Y triste el jibarito va pensando así, diciendo así,

Llorando así por el camino

Qué será de Borinquen, mi Dios querido,

Qué será de mis hijos y de mi hogar.

                         Rafael Hernández: “Lamento Borincano”

 

 

 

                      ¡Qué sinfín

de muertos que te vieron

me piden la mirada, para verte!

                    Pedro Salinas: “El contemplado”                          

 

         Desde nuestra perspectiva austral, solemos urdir un mapa de América Latina donde ciertas islas del Caribe ocupan un lugar, al menos, impreciso. Tal es el caso de Puerto Rico. Para algunos, en el nombre se cifra una isla de ensueño propicia para el mercadeo turístico que amalgama playa, salsa y ron sin excluir el mito de una sensualidad sin límites. En otra onda, más cercana de la programación de MTV, el nombre suena a éxito latino encarnado en figuras como las de Ricky Martin o Chayanne y el vertiginoso ritmo de un mundo de opulencia entrevisto desde el esquivo ilusionismo de la pantalla televisiva. Sin embargo, siempre habrá algunos conocedores de la tradición popular latinoamericana para quienes Puerto Rico es evocación del legendario Rafael Hernández y las notas memorables de “Capullito de Alelí”, “Cumbanchero” o “Lamento borincano”. Precisamente el “Lamento”, convertido con el paso de los años en una suerte de himno nacional puertorriqueño, se alza como la contracara de la imagen marketinera del paraíso tropical consumible. Más aún, hay quienes sostienen que el relato de las penurias del jíbaro en 1930 da inicio al cancionero de protesta en América Latina. Su vigencia –al margen de su reactivación en la excepcional versión de Caetano Veloso en los noventa - se explica por la agobiante persistencia de la ominosa marginación y desigualdad social en nuestros países.
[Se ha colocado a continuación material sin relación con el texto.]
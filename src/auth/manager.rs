use async_trait::async_trait;
use reqwest::{Method, Response};
use serde::Serialize;
use std::sync::Arc;
use uuid::Uuid;

use super::credentials::CredentialStore;
use super::types::{
    AuthMethod, IdTokenRequest, PasswordCredentials, Session, SignUpMetadata, SignUpOutcome,
    SignUpRequest, SignUpResponse, TokenResponse, VerifyRequest,
};
use crate::error::{ClientError, Result};
use crate::http_client::BackendClient;

/// Federated identity provider whose own session must end on sign-out
#[async_trait]
pub trait IdentityProvider: Send + Sync {
    async fn sign_out(&self) -> anyhow::Result<()>;
}

/// Session manager
/// Signs users in and out and keeps the credential store in step
pub struct SessionManager {
    http: Arc<BackendClient>,

    credentials: Arc<CredentialStore>,

    /// Google sign-out hook, only consulted for Google sessions
    identity_provider: Option<Arc<dyn IdentityProvider>>,
}

impl SessionManager {
    pub fn new(http: Arc<BackendClient>) -> Self {
        let credentials = Arc::clone(http.credentials());
        Self {
            http,
            credentials,
            identity_provider: None,
        }
    }

    pub fn with_identity_provider(mut self, provider: Arc<dyn IdentityProvider>) -> Self {
        self.identity_provider = Some(provider);
        self
    }

    /// Register a new account
    pub async fn sign_up(
        &self,
        email: &str,
        password: &str,
        username: &str,
    ) -> Result<SignUpOutcome> {
        let email = validate_email(email)?;
        if password.len() < 6 {
            return Err(ClientError::ValidationError(
                "Password must be at least 6 characters".to_string(),
            ));
        }
        if username.trim().is_empty() {
            return Err(ClientError::ValidationError(
                "Username cannot be empty".to_string(),
            ));
        }

        let body = SignUpRequest {
            email,
            password,
            data: SignUpMetadata {
                username: username.trim(),
            },
        };
        let response = self.post_auth("/auth/v1/signup", &body).await?;
        let response: SignUpResponse = response.json().await?;

        match response {
            SignUpResponse::User(user) => {
                tracing::info!(user_id = %user.id, "Sign-up pending email confirmation");
                Ok(SignUpOutcome::ConfirmationRequired { user_id: user.id })
            }
            SignUpResponse::Session(tokens) => {
                let session = self.store_tokens(tokens, AuthMethod::EmailPassword).await?;
                Ok(SignUpOutcome::SignedIn(session))
            }
        }
    }

    /// Confirm a pending sign-up with the emailed one-time code
    pub async fn verify_sign_up(&self, email: &str, code: &str) -> Result<Session> {
        let email = validate_email(email)?;
        let body = VerifyRequest {
            kind: "signup",
            email,
            token: code.trim(),
        };
        let response = self.post_auth("/auth/v1/verify", &body).await?;
        let tokens: TokenResponse = response.json().await?;
        self.store_tokens(tokens, AuthMethod::EmailPassword).await
    }

    pub async fn sign_in_with_password(&self, email: &str, password: &str) -> Result<Session> {
        let email = validate_email(email)?;

        let body = PasswordCredentials { email, password };
        let response = self
            .post_auth("/auth/v1/token?grant_type=password", &body)
            .await?;
        let tokens: TokenResponse = response.json().await?;
        self.store_tokens(tokens, AuthMethod::EmailPassword).await
    }

    /// Exchange a Google ID token for a backend session
    pub async fn sign_in_with_google(&self, id_token: &str, nonce: Option<&str>) -> Result<Session> {
        if id_token.is_empty() {
            return Err(ClientError::ValidationError(
                "Google ID token is empty".to_string(),
            ));
        }

        let body = IdTokenRequest {
            provider: "google",
            id_token,
            nonce,
        };
        let response = self
            .post_auth("/auth/v1/token?grant_type=id_token", &body)
            .await?;
        let tokens: TokenResponse = response.json().await?;
        self.store_tokens(tokens, AuthMethod::Google).await
    }

    /// End the session locally, on the backend, and at the identity provider.
    ///
    /// Remote failures are logged; the local session is always cleared.
    pub async fn sign_out(&self) -> Result<()> {
        let Some(session) = self.credentials.session().await else {
            tracing::debug!("Sign-out requested with no stored session");
            return Ok(());
        };

        // Auth endpoints skip bearer attachment, so the token goes on explicitly
        let request = self
            .http
            .request(Method::POST, "/auth/v1/logout")
            .bearer_auth(&session.access_token)
            .build();
        match request {
            Ok(request) => match self.http.execute(request).await {
                Ok(response) if response.status().is_success() => {
                    tracing::debug!("Backend session revoked");
                }
                Ok(response) => {
                    tracing::warn!(status = %response.status(), "Backend logout was not accepted");
                }
                Err(e) => {
                    tracing::warn!("Backend logout failed: {}", e);
                }
            },
            Err(e) => tracing::warn!("Failed to build logout request: {}", e),
        }

        self.credentials.clear().await?;

        if session.auth_method == AuthMethod::Google {
            if let Some(provider) = &self.identity_provider {
                if let Err(e) = provider.sign_out().await {
                    tracing::warn!("Identity provider sign-out failed: {:#}", e);
                }
            }
        }

        tracing::info!(user_id = %session.user_id, "Signed out");
        Ok(())
    }

    pub async fn is_signed_in(&self) -> bool {
        self.credentials.session().await.is_some()
    }

    /// Signed-in user's id
    pub async fn current_user_id(&self) -> Result<Uuid> {
        let user_id = self
            .credentials
            .user_id()
            .await
            .ok_or(ClientError::NotAuthenticated)?;

        Uuid::parse_str(&user_id).map_err(|e| {
            ClientError::StorageError(format!("Stored user id '{}' is not a UUID: {}", user_id, e))
        })
    }

    pub async fn current_session(&self) -> Option<Session> {
        self.credentials.session().await
    }

    async fn post_auth<B: Serialize + ?Sized>(&self, path: &str, body: &B) -> Result<Response> {
        let request = self.http.request(Method::POST, path).json(body).build()?;
        let response = self.http.execute(request).await?;

        if response.status().is_success() {
            return Ok(response);
        }

        let status = response.status();
        let text = response.text().await.unwrap_or_default();
        let message = crate::error::extract_error_message(&text);
        tracing::warn!(status = status.as_u16(), path, "Auth request rejected: {}", message);

        if status.is_client_error() {
            Err(ClientError::AuthError(message))
        } else {
            Err(ClientError::BackendError {
                status: status.as_u16(),
                message,
            })
        }
    }

    async fn store_tokens(&self, tokens: TokenResponse, method: AuthMethod) -> Result<Session> {
        let grant = tokens.into_grant().ok_or_else(|| {
            ClientError::AuthError("Auth response did not include a session".to_string())
        })?;

        let session = grant.into_session(method);
        self.credentials.save(&session).await?;
        tracing::info!(
            user_id = %session.user_id,
            method = method.as_str(),
            "Signed in"
        );
        Ok(session)
    }
}

/// Check the address shape and return it without surrounding whitespace
fn validate_email(email: &str) -> Result<&str> {
    let email = email.trim();
    let valid = match email.split_once('@') {
        Some((local, domain)) => !local.is_empty() && domain.contains('.') && !domain.starts_with('.'),
        None => false,
    };

    if valid {
        Ok(email)
    } else {
        Err(ClientError::ValidationError(format!(
            "Invalid email address: {}",
            email
        )))
    }
}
         El “Lamento” adquiere mayor significación cuando lo reinsertamos en las circunstancias de profunda melancolía que rodearon su composición en una tarde fría y lluviosa del Harlem de 1929. Habitante de los márgenes de una ciudad extranjera, el compositor, a través de su ensoñación, logra retornar al país natal para relatar las desventuras de los que no han podido salir de la isla. Su situación y su nostalgia ponen en escena un acontecimiento fundamental de la historia puertorriqueña: el mayor éxodo poblacional del siglo XX en América Latina. La canción de Hernández también da testimonio del abandono de la vida rural como efecto del inexorable proceso de modernización. La entrada del jíbaro a la ciudad se alza como visión profética de la magnitud que alcanzará el desplazamiento masivo en las décadas siguientes. Arcadio Díaz Quiñones en  El arte de bregar  analiza la transformación abierta en la década del cincuenta por el Estado Libre Asociado  cuando emigraron a los Estados Unidos cerca de medio millón de puertorriqueños excluidos de las ventajas del progreso impuesto por los acuerdos  entre los gobiernos. Entre 1940 y 1960, la cifra se acerca al millón de una población que no llegaba entonces a los tres millones.  A este fenómeno de la emigración, Edgardo Rodríguez Juliá añade la trama íntima de la historia del Caribe: los que salieron de la isla hacia los “niuyores” en busca de un destino mejor, fueron,  mayoritariamente, los tataranietos de esclavos traídos de África. “Nací – escribe E.R.J.- en medio de uno de los procesos de transformación social más interesantes que ha conocido el siglo. Los cambios urbanos que trajo la industrialización, la paz muñocista, aquella gran emigración de nuestros pobres al norte, la diáspora de otros pueblos antillanos a nuestro suelo […] Me considero escritor de un momento privilegiado. He podido contemplar lo que llamó Walter Benjamin el ángel del progreso y sus catástrofes, o sea, ese lugar donde lo irrecuperable, lo perfectamente atropellado y destruido por la Historia se vuelve nostalgia, añoranza, deseo de recordar y conocimiento, que mientras tengamos la memoria de sus voces, los muertos no estarán muertos, al menos, no del todo”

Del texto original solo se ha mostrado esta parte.